Input data

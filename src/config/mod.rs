//! Configuration management subsystem.
//!
//! # Data Flow
//! ```text
//! config file (TOML)
//!     → loader.rs (parse, deserialize, env defaults)
//!     → validation.rs (semantic checks)
//!     → ProxyConfig (validated, immutable)
//!     → PrerenderConfig applied to the live Policy
//!
//! On file change:
//!     watcher.rs detects change
//!     → loader.rs loads new config
//!     → validation.rs validates
//!     → Policy::reconfigure swaps in a new snapshot
//! ```
//!
//! # Design Decisions
//! - All fields have defaults to allow minimal configs
//! - Validation separates syntactic (serde) from semantic checks
//! - Environment variables are consulted once, at load time

pub mod loader;
pub mod schema;
pub mod validation;
pub mod watcher;

pub use loader::{load_config, ConfigError};
pub use schema::{
    ListenerConfig, LogFormat, ObservabilityConfig, OriginConfig, PrerenderConfig, ProxyConfig,
    TimeoutConfig, UpstreamOptions,
};
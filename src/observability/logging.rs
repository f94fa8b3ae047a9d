//! Structured logging.
//!
//! `RUST_LOG` wins when set; otherwise the configured level applies to this
//! crate and `tower_http`.

use tracing_subscriber::{layer::SubscriberExt, util::SubscriberInitExt, EnvFilter};

use crate::config::{LogFormat, ObservabilityConfig};

/// Install the global subscriber. Calling this twice is an error reported by
/// `tracing_subscriber`, so the binary does it exactly once.
pub fn init(config: &ObservabilityConfig) -> Result<(), tracing_subscriber::util::TryInitError> {
    let filter = EnvFilter::try_from_default_env().unwrap_or_else(|_| default_filter(&config.log_level));
    let registry = tracing_subscriber::registry().with(filter);

    match config.log_format {
        LogFormat::Pretty => registry.with(tracing_subscriber::fmt::layer()).try_init(),
        LogFormat::Json => registry
            .with(tracing_subscriber::fmt::layer().json().with_current_span(true))
            .try_init(),
    }
}

fn default_filter(level: &str) -> EnvFilter {
    EnvFilter::new(format!("prerender_proxy={level},tower_http={level}"))
}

What is expected
Go through the records and copy each one exactly.

Answer below
filename src/config/mod.rs
//! Configuration management subsystem.
//!
//! # Data Flow
//! ```text
//! config file (TOML)
//!     → loader.rs (parse, deserialize, env defaults)
//!     → validation.rs (semantic checks)
//!     → ProxyConfig (validated, immutable)
//!     → PrerenderConfig applied to the live Policy
//!
//! On file change:
//!     watcher.rs detects change
//!     → loader.rs loads new config
//!     → validation.rs validates
//!     → Policy::reconfigure swaps in a new snapshot
//! ```
//!
//! # Design Decisions
//! - All fields have defaults to allow minimal configs
//! - Validation separates syntactic (serde) from semantic checks
//! - Environment variables are consulted once, at load time

pub mod loader;
pub mod schema;
pub mod validation;
pub mod watcher;

pub use loader::{load_config, ConfigError};
pub use schema::{
    ListenerConfig, LogFormat, ObservabilityConfig, OriginConfig, PrerenderConfig, ProxyConfig,
    TimeoutConfig, UpstreamOptions,
};
filename src/observability/logging.rs
repository f94fa8b3ae047a9d
//! Structured logging.
//!
//! `RUST_LOG` wins when set; otherwise the configured level applies to this
//! crate and `tower_http`.

use tracing_subscriber::{layer::SubscriberExt, util::SubscriberInitExt, EnvFilter};

use crate::config::{LogFormat, ObservabilityConfig};

/// Install the global subscriber. Calling this twice is an error reported by
/// `tracing_subscriber`, so the binary does it exactly once.
pub fn init(config: &ObservabilityConfig) -> Result<(), tracing_subscriber::util::TryInitError> {
    let filter = EnvFilter::try_from_default_env().unwrap_or_else(|_| default_filter(&config.log_level));
    let registry = tracing_subscriber::registry().with(filter);

    match config.log_format {
        LogFormat::Pretty => registry.with(tracing_subscriber::fmt::layer()).try_init(),
        LogFormat::Json => registry
            .with(tracing_subscriber::fmt::layer().json().with_current_span(true))
            .try_init(),
    }
}

fn default_filter(level: &str) -> EnvFilter {
    EnvFilter::new(format!("prerender_proxy={level},tower_http={level}"))
}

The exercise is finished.